Saved entries:
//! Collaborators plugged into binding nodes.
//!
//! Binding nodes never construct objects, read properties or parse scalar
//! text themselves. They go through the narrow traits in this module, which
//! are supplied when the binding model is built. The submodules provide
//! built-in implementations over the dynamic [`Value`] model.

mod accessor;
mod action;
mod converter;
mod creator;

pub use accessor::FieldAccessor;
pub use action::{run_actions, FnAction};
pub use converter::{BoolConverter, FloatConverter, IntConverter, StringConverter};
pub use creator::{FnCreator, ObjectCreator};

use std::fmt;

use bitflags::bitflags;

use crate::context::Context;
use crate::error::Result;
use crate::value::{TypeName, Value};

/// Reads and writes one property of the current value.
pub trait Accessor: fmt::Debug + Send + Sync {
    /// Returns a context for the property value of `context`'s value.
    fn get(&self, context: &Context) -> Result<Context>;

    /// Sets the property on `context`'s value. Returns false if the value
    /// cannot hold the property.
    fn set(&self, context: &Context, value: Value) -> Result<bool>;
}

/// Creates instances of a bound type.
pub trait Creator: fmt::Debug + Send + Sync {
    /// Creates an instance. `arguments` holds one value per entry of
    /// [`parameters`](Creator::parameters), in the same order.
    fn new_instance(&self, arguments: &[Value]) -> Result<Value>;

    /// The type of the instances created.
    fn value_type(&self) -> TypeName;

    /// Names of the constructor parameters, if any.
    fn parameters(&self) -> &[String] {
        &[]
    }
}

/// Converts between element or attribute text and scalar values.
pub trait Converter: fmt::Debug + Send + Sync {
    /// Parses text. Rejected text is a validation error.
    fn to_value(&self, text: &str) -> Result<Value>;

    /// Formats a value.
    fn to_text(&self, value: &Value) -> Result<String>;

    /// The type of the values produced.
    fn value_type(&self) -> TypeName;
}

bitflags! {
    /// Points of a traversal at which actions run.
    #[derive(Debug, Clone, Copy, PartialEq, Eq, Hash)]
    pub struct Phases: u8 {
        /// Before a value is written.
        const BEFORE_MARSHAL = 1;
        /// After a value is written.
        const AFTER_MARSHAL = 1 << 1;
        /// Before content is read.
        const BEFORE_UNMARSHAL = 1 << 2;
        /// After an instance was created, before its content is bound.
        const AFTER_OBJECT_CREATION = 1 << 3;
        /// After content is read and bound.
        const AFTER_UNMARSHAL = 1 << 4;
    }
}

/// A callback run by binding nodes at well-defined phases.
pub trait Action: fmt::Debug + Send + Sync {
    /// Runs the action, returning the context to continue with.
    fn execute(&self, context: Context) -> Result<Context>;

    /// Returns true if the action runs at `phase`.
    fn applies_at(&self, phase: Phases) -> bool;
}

**EXERCISE PROMPT**.
Copy exactly the line containing "const AFTER_MARSHAL = 1 << 1;" and each line after it through the end of the records above.

**RESULT OF THIS EXERCISE**.
        const AFTER_MARSHAL = 1 << 1;
        /// Before content is read.
        const BEFORE_UNMARSHAL = 1 << 2;
        /// After an instance was created, before its content is bound.
        const AFTER_OBJECT_CREATION = 1 << 3;
        /// After content is read and bound.
        const AFTER_UNMARSHAL = 1 << 4;
    }
}

/// A callback run by binding nodes at well-defined phases.
pub trait Action: fmt::Debug + Send + Sync {
    /// Runs the action, returning the context to continue with.
    fn execute(&self, context: Context) -> Result<Context>;

    /// Returns true if the action runs at `phase`.
    fn applies_at(&self, phase: Phases) -> bool;
}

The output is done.